Now, we didn't just have any old cup of coffee.
We were all snooty like and went to a coffee tasting.
I might have mentioned (a few hundred times) that I'm about to stop dilletanting around with backstory and start writing my next book,
Overly Caffeinated Werewolves (Are Not Pretty), and in aid of this I have begun serious research into The Coffee World. (O, the hardships! Does not your heart bleed for me?) Unfortunately, recent trials have proved that drinking too much coffee makes me ravenously hungry, so I've been trying to cut it down to one cup a day. However, in the interests of research, I sometimes make it two. Or three.

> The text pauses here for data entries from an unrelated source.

//! Gate error types

use thiserror::Error;

use crate::policy::loader::PolicyLoadError;

/// Errors that can occur in the authorization gate
///
/// The confirmation path is deliberately almost exception-free: denials,
/// timeouts, and spoofed tool names all resolve as `false` rather than
/// erroring, so callers can compose the gate inside retry logic without
/// special-casing. The only contract violation raised here is a tool call
/// with no name.
#[derive(Error, Debug)]
pub enum GateError {
    /// Caller submitted a tool call with an empty name
    #[error("tool call must have a name")]
    MissingToolName,

    /// Rule source failed to load or validate
    #[error("policy load failed: {0}")]
    PolicyLoad(#[from] PolicyLoadError),
}

/// Result type alias for gate operations
pub type GateResult<T> = Result<T, GateError>;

Occasionally four.
Purely for the sake of research, you understand.
Anyway, researching places I could test really good coffee in Melbourne both Campos coffee and Seven Seeds Coffee came up on google, and I chose Seven Seeds on the basis of.. well, it was free, while Campos charge $30.
Seven Seeds Cafe is tucked into an industrial-ish street near the Queen Vic Market and very easy to miss. We arrived early for a coffee (the kind with milk) and it was bustling and thriving and looked very cool with lots of exposed bricks. I am a sucker for exposed bricks.
The actual tasting was in a little glassed in room they use for training and was... brilliant. To be honest I thought they'd have us in and out in five minutes, but it went for nearly forty five minutes and Casey, the teacher, was wonderful. She was just back from a coffee buying mission to Burundi and full of knowledge, stories and passion.
The table was laid with 6 different coffees from various countries and we all had impressive clipboards and sheets to note our impressions. First off, we circled the table smelling the ground coffee. I completely failed to smell any of the notes of caramel, spice, woodsmoke or anything else I was supposed to. I did get a repeated smell of maybe... roast tomato? And one coffee totally smelt of tea-rose. After we'd all (very seriously) made our notes, hot water was added, and we smelt again. The smells were completely different.
And I am totally not a super-nose.
I did not smell any aromas of black-currant nor of roast beef. But never mind, my protagonist
will be a super-nose. I will live vicariously. Fiction is good like that.
We waited awhile, while Casey told us about what they look for in beans (a clean, fresh, fruity or florally taste) and how a lot of ordering is done on big online coffee auctions and then we 'broke' the coffee (disrupted the crema on the surface) and tasted it again. And it was totally different. (More so to people with more refined palates than mine own) Some tastes had intensified, some had gone, some had come...
And then finally... when the time was right, we tasted.
And it all just tasted like coffee to me.
We were supposed to slurp it off the spoon and half the time I had a coughing fit, but it all seemed... very coffee like. Some were quite pleasant. All could have done with lots of froth.
I am not a sophisticate. But never mind, my character is, and I now know how she needs to 'cup' (taste) her coffee samples and what she's looking for and what she intends to avoid. (Potato tasting coffee is bad, very bad. Who would have thunk it!)
And now?
Well, I am a massive
Seven Seeds fan. (No, this is not a sponsored post... giggle!) And my beloved and I intend to 'cup' all of the numerous coffees we have in the house to try to develop our noses. And I think, I think I need to go to more coffee tastings.
So much fun!
My coffee at Seven Seeds. A lovely caramel aftertaste.
The roaster at Seven Seeds
Coffee Plants at Seven Seeds in a little glass room.
The 'cupping' table
Coffee Poster
A fellow taster. Okay, the friend I dragged along (My beloved is anti-having his photo online) Also displaying the exposed brickwork.